At the end of season 6, Nick and Reagan break up and shortly after, Nick and Jess get together, Cece and Schmidt are pregnant, and Winston is engaged to Aly and is trying to meet his father. Season 7 advances the storyline three years later where Schmidt and Cece have a three-year-old daughter named Ruth, Winston and Aly are expecting their first baby, and Nick proposes to Jess. The story advances further to a timeline where Nick and Jess have a child.

==Cast and characters==

- Zooey Deschanel as Jessica Day: a bubbly, offbeat teacher in her early thirties who is originally from Portland, Oregon. In the premiere episode, she moves into the guys' apartment, where Nick, Schmidt, and Coach help her move on from a painful break-up with her boyfriend, Spencer. She later dates Nick on and off, eventually becoming engaged in the final season. Jess was not specifically written for Zooey Deschanel, but the producers found her a great match for the character. Deschanel became a producer on New Girl and helped build Jess's character, specifically concentrating on not making her the classic wife character being ignored by the men and trying to keep out of trouble.
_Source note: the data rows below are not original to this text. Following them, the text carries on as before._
//! Reverse-proxy surface for configured upstream services. Selection,
//! retry, and health marking live in `openpenpal-gateway`; this handler
//! only translates between axum and the pipeline's request shape.

use axum::body::Bytes;
use axum::extract::{Path, State};
use axum::http::{HeaderMap, Method, StatusCode};
use axum::response::{IntoResponse, Response};
use openpenpal_errors::DomainError;
use openpenpal_gateway::ProxyRequest;

use crate::auth::AuthUser;
use crate::state::AppState;

pub async fn forward(
    State(state): State<AppState>,
    user: AuthUser,
    Path((service, rest)): Path<(String, String)>,
    method: Method,
    headers: HeaderMap,
    body: Bytes,
) -> Result<Response, DomainError> {
    // The routing key pins a user's requests to one instance under
    // consistent hashing; other algorithms ignore it.
    let key = user.user_id.to_string();

    let upstream_method = reqwest::Method::from_bytes(method.as_str().as_bytes())
        .map_err(|_| DomainError::Internal("unsupported method".to_string()))?;

    let mut upstream_headers = reqwest::header::HeaderMap::new();
    for (name, value) in headers.iter() {
        if name == axum::http::header::HOST {
            continue;
        }
        if let (Ok(name), Ok(value)) = (
            reqwest::header::HeaderName::from_bytes(name.as_str().as_bytes()),
            reqwest::header::HeaderValue::from_bytes(value.as_bytes()),
        ) {
            upstream_headers.insert(name, value);
        }
    }

    let response = state
        .pipeline
        .dispatch(
            &service,
            Some(&key),
            ProxyRequest {
                method: upstream_method,
                path: format!("/{rest}"),
                headers: upstream_headers,
                body: body.to_vec(),
            },
        )
        .await
        .map_err(DomainError::from)?;

    let status = StatusCode::from_u16(response.status)
        .map_err(|_| DomainError::Internal("bad upstream status".to_string()))?;
    Ok((status, response.body).into_response())
}
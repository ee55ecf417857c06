//! Zone tree and prefix-containment permission checks.

use openpenpal_types::{Courier, CourierLevel, OpCode, OpCodePrefix};

/// Whether `actor` may manage a courier/task/letter scoped to `target`.
///
/// A courier may act on any resource whose OP Code falls under its
/// `managed_op_code_prefix`. L1 couriers manage a single point
/// (no subordinates), so this also gates task self-acceptance.
pub fn can_manage_op_code(actor: &Courier, target: &OpCode) -> bool {
    let prefix = OpCodePrefix::new(&actor.managed_op_code_prefix);
    prefix.permits(target)
}

/// Whether `actor` has hierarchy authority over `subject` (for reassignment,
/// subordinate creation, or viewing another courier's task queue). The
/// strictly-higher level check carries the subordination; containment is
/// non-strict because a city (L4) and its schools (L3) share a 2-char
/// prefix.
pub fn manages_courier(actor: &Courier, subject: &Courier) -> bool {
    if actor.id == subject.id {
        return true;
    }
    actor.level.value() > subject.level.value()
        && subject.managed_op_code_prefix.starts_with(&actor.managed_op_code_prefix)
}

/// Creating a subordinate requires an approved courier at level >= 2,
/// and the subordinate's level must be exactly one below the creator's.
pub fn can_create_subordinate_at(creator_level: CourierLevel, subordinate_level: CourierLevel) -> bool {
    creator_level.value() >= 2 && creator_level.one_below() == Some(subordinate_level)
}

#[cfg(test)]
mod tests {
    use super::*;
    use openpenpal_types::{CourierId, CourierStatus, UserId};

    fn courier(level: u8, prefix: &str) -> Courier {
        let level = CourierLevel::new(level).unwrap();
        Courier {
            id: CourierId::new(),
            user_id: UserId::new(),
            level,
            zone_type: level.zone_type(),
            zone_code: prefix.to_string(),
            managed_op_code_prefix: prefix.to_string(),
            parent_id: None,
            status: CourierStatus::Approved,
            rating: 4.5,
            points: 0,
            created_by_id: UserId::new(),
            bio: None,
        }
    }

    #[test]
    fn building_courier_manages_only_its_own_point() {
        let c = courier(1, "PK5F3D");
        let target = OpCode::parse("PK5F3D").unwrap();
        assert!(can_manage_op_code(&c, &target));
        let other = OpCode::parse("PK5F3E").unwrap();
        assert!(!can_manage_op_code(&c, &other));
    }

    #[test]
    fn area_courier_manages_whole_area() {
        let c = courier(2, "PK5F");
        assert!(can_manage_op_code(&c, &OpCode::parse("PK5F99").unwrap()));
        assert!(!can_manage_op_code(&c, &OpCode::parse("PK6F99").unwrap()));
    }

    #[test]
    fn manages_courier_requires_strictly_higher_level_and_containment() {
        let school = courier(3, "PK");
        let area = courier(2, "PK5F");
        assert!(manages_courier(&school, &area));
        assert!(!manages_courier(&area, &school));
    }

    #[test]
    fn city_courier_manages_school_sharing_its_prefix() {
        // L4 and L3 both carry a 2-char prefix; the level gap alone makes
        // the city the manager.
        let city = courier(4, "PK");
        let school = courier(3, "PK");
        assert!(manages_courier(&city, &school));
        assert!(!manages_courier(&school, &city));
        let other_school = courier(3, "QH");
        assert!(!manages_courier(&city, &other_school));
    }

    #[test]
    fn subordinate_creation_requires_exactly_one_level_below() {
        assert!(can_create_subordinate_at(
            CourierLevel::new(3).unwrap(),
            CourierLevel::new(2).unwrap()
        ));
        assert!(!can_create_subordinate_at(
            CourierLevel::new(3).unwrap(),
            CourierLevel::new(1).unwrap()
        ));
        assert!(!can_create_subordinate_at(
            CourierLevel::new(1).unwrap(),
            CourierLevel::new(1).unwrap()
        ));
    }
}
use openpenpal_errors::DomainError;
use thiserror::Error;

#[derive(Debug, Error, Clone, PartialEq, Eq)]
pub enum GatewayError {
    #[error("no healthy backend instance is available for {0}")]
    NoHealthyInstance(String),
    #[error("upstream call timed out")]
    UpstreamTimeout,
    #[error("retries exhausted without a successful response")]
    RetriesExhausted,
    #[error("rate limit exceeded")]
    RateLimited,
    #[error("CSRF token missing or mismatched")]
    CsrfMismatch,
    #[error("unknown load balancing algorithm: {0}")]
    UnknownAlgorithm(String),
    #[error("transport error: {0}")]
    Transport(String),
}

impl From<GatewayError> for DomainError {
    fn from(err: GatewayError) -> Self {
        match err {
            GatewayError::NoHealthyInstance(_) => DomainError::ServiceUnavailable,
            GatewayError::UpstreamTimeout => DomainError::UpstreamTimeout,
            GatewayError::RetriesExhausted => DomainError::RetriesExhausted,
            GatewayError::RateLimited => DomainError::RateLimited,
            GatewayError::CsrfMismatch => DomainError::CsrfMismatch,
            GatewayError::UnknownAlgorithm(name) => DomainError::Internal(name),
            GatewayError::Transport(msg) => DomainError::Internal(msg),
        }
    }
}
- Jake Johnson as Nick Miller: Jess's roommate who works as a bartender at a nearby bar. At the start of the series, he struggles with a breakup with his long-term girlfriend, Caroline. He and Jess have an on-and-off relationship but ultimately end up together.
- Max Greenfield as Schmidt: Jess's roommate, a seemingly confident ladies' man. He is a successful marketing associate in a female-dominated office. Schmidt dates Cece in the earlier seasons, but this ends after he cheats on her. However, they later reconcile, marry, and have a child, Ruth.
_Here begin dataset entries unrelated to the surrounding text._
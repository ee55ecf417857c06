//! Letter authoring: draft creation, barcode generation, and the gated
//! read path.

use axum::extract::{Path, State};
use axum::Json;
use chrono::{DateTime, Utc};
use openpenpal_errors::DomainError;
use openpenpal_letters::state_machine;
use openpenpal_letters::{compose_reply, BarcodeRepository, LetterRepository, ReplyDraft, TaskStore};
use openpenpal_types::{
    ApiResponse, Barcode, BarcodeStatus, Letter, LetterId, LetterStatus, LetterVisibility, OpCode,
    Task, TaskId, TaskPriority, TaskStatus,
};
use rand::Rng;
use serde::{Deserialize, Serialize};
use uuid::Uuid;

use crate::auth::AuthUser;
use crate::state::AppState;

#[derive(Debug, Deserialize)]
pub struct CreateLetterRequest {
    pub title: String,
    pub content: String,
    pub visibility: LetterVisibility,
    pub recipient_op_code: Option<String>,
    pub scheduled_at: Option<DateTime<Utc>>,
    pub style: Option<String>,
    pub reply_to: Option<LetterId>,
}

pub async fn create_letter(
    State(state): State<AppState>,
    user: AuthUser,
    Json(req): Json<CreateLetterRequest>,
) -> Result<Json<ApiResponse<Letter>>, DomainError> {
    if req.title.trim().is_empty() {
        return Err(DomainError::MissingField("title".to_string()));
    }
    let recipient_op_code = req
        .recipient_op_code
        .map(|raw| OpCode::parse(&raw).map_err(|e| DomainError::BadOpCode(e.to_string())))
        .transpose()?;

    let now = Utc::now();
    let letter = if let Some(reply_to) = req.reply_to {
        // Reply threading validates the source letter and links back to it.
        let mut reply = compose_reply(
            state.letters.as_ref(),
            reply_to,
            ReplyDraft {
                author_id: user.user_id,
                title: req.title,
                content: req.content,
                visibility: req.visibility,
                style: req.style,
            },
        )
        .await?;
        if recipient_op_code.is_some() || req.scheduled_at.is_some() {
            reply.recipient_op_code = recipient_op_code;
            reply.scheduled_at = req.scheduled_at;
            reply.updated_at = now;
            state.letters.save(&reply).await?;
        }
        reply
    } else {
        let letter = Letter {
            id: LetterId::new(),
            author_id: user.user_id,
            title: req.title,
            content: req.content,
            visibility: req.visibility,
            status: LetterStatus::Draft,
            scheduled_at: req.scheduled_at,
            recipient_op_code,
            style: req.style,
            reply_to: None,
            created_at: now,
            updated_at: now,
        };
        state.letters.save(&letter).await?;
        letter
    };
    Ok(Json(ApiResponse::ok(letter)))
}

/// The author backs out: legal from DRAFT or GENERATED only.
pub async fn cancel_letter(
    State(state): State<AppState>,
    user: AuthUser,
    Path(letter_id): Path<LetterId>,
) -> Result<Json<ApiResponse<Letter>>, DomainError> {
    let mut letter = state.letters.get(letter_id).await?;
    if letter.author_id != user.user_id {
        return Err(DomainError::NotFound);
    }
    if !state_machine::can_cancel(letter.status) {
        return Err(DomainError::IllegalTransition);
    }
    letter.status = LetterStatus::Canceled;
    letter.updated_at = Utc::now();
    state.letters.save(&letter).await?;
    Ok(Json(ApiResponse::ok(letter)))
}

#[derive(Debug, Deserialize)]
pub struct GenerateRequest {
    pub pickup_op_code: String,
    #[serde(default)]
    pub priority: Option<TaskPriority>,
}

#[derive(Debug, Serialize)]
pub struct GenerateResponse {
    pub letter: Letter,
    pub barcode: Barcode,
    pub task: Task,
}

fn new_barcode_code() -> String {
    const ALPHABET: &[u8] = b"ABCDEFGHJKLMNPQRSTUVWXYZ23456789";
    let mut rng = rand::thread_rng();
    let suffix: String = (0..10)
        .map(|_| ALPHABET[rng.gen_range(0..ALPHABET.len())] as char)
        .collect();
    format!("OPP{suffix}")
}

/// Binds a fresh barcode to the letter and opens its delivery task. A
/// letter scheduled for the future keeps its pre-release status until
/// `future_letter_unlock` promotes it; its task exists but is not routable
/// until then.
pub async fn generate(
    State(state): State<AppState>,
    user: AuthUser,
    Path(letter_id): Path<LetterId>,
    Json(req): Json<GenerateRequest>,
) -> Result<Json<ApiResponse<GenerateResponse>>, DomainError> {
    let mut letter = state.letters.get(letter_id).await?;
    if letter.author_id != user.user_id {
        return Err(DomainError::NotFound);
    }
    if !state_machine::can_submit(letter.status) {
        return Err(DomainError::IllegalTransition);
    }
    let recipient = letter.recipient_op_code.ok_or_else(|| {
        DomainError::MissingField("recipient_op_code".to_string())
    })?;
    let pickup = OpCode::parse(&req.pickup_op_code).map_err(|e| DomainError::BadOpCode(e.to_string()))?;

    let now = Utc::now();
    let barcode = Barcode {
        code: new_barcode_code(),
        batch_id: Uuid::new_v4(),
        letter_id: Some(letter.id),
        status: BarcodeStatus::Bound,
        recipient_op_code: Some(recipient),
    };
    state.barcodes.save(&barcode).await?;

    let task = Task {
        id: TaskId::new(),
        letter_id: letter.id,
        pickup_op_code: pickup,
        delivery_op_code: recipient,
        assigned_courier_id: None,
        status: TaskStatus::Available,
        priority: req.priority.unwrap_or(TaskPriority::Normal),
        reward_points: 10,
        created_at: now,
        accepted_at: None,
        completed_at: None,
    };
    state.delivery_tasks.save(&task).await?;

    if !letter.is_future(now) {
        letter.status = LetterStatus::Generated;
    }
    letter.updated_at = now;
    state.letters.save(&letter).await?;

    Ok(Json(ApiResponse::ok(GenerateResponse { letter, barcode, task })))
}

/// Scheduled letters are gated; a recipient opening a delivered
/// letter advances it to READ.
pub async fn get_letter(
    State(state): State<AppState>,
    user: AuthUser,
    Path(letter_id): Path<LetterId>,
) -> Result<Json<ApiResponse<Letter>>, DomainError> {
    let mut letter = state.letters.get(letter_id).await?;
    let now = Utc::now();

    if letter.author_id == user.user_id {
        return Ok(Json(ApiResponse::ok(letter)));
    }

    // Non-authors never see an unreleased letter.
    if letter.is_future(now) {
        return Err(DomainError::NotFound);
    }

    let readable = match letter.visibility {
        LetterVisibility::Public | LetterVisibility::School => true,
        LetterVisibility::Private => state_machine::can_mark_read(letter.status) || letter.status == LetterStatus::Read,
    };
    if !readable {
        return Err(DomainError::NotFound);
    }

    if state_machine::can_mark_read(letter.status) {
        letter.status = LetterStatus::Read;
        letter.updated_at = now;
        state.letters.save(&letter).await?;
    }

    Ok(Json(ApiResponse::ok(letter)))
}

#[cfg(test)]
mod tests {
    use super::*;

    #[test]
    fn barcode_codes_carry_the_platform_prefix_and_no_ambiguous_chars() {
        for _ in 0..50 {
            let code = new_barcode_code();
            assert!(code.starts_with("OPP"));
            assert_eq!(code.len(), 13);
            assert!(!code[3..].contains(['0', '1', 'I', 'O']), "{code}");
        }
    }
}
- Lamorne Morris as Winston Bishop: a former basketball player and Nick's childhood friend from Chicago. Returns to the loft after playing for the Latvian Basketball League, in the second episode. He later becomes a cop and meets his wife on the force. He is very close to his cat, Furguson, and sometimes is mocked for this.
- Hannah Simone as Cece Parikh: a fashion model and Jess's best friend since childhood. In spite of their differences, Cece is a very loyal and protective friend to Jess. Initially skeptical of Jess's new roommates, Cece becomes interested in Schmidt and integrates herself more and more socially with the others as time progresses.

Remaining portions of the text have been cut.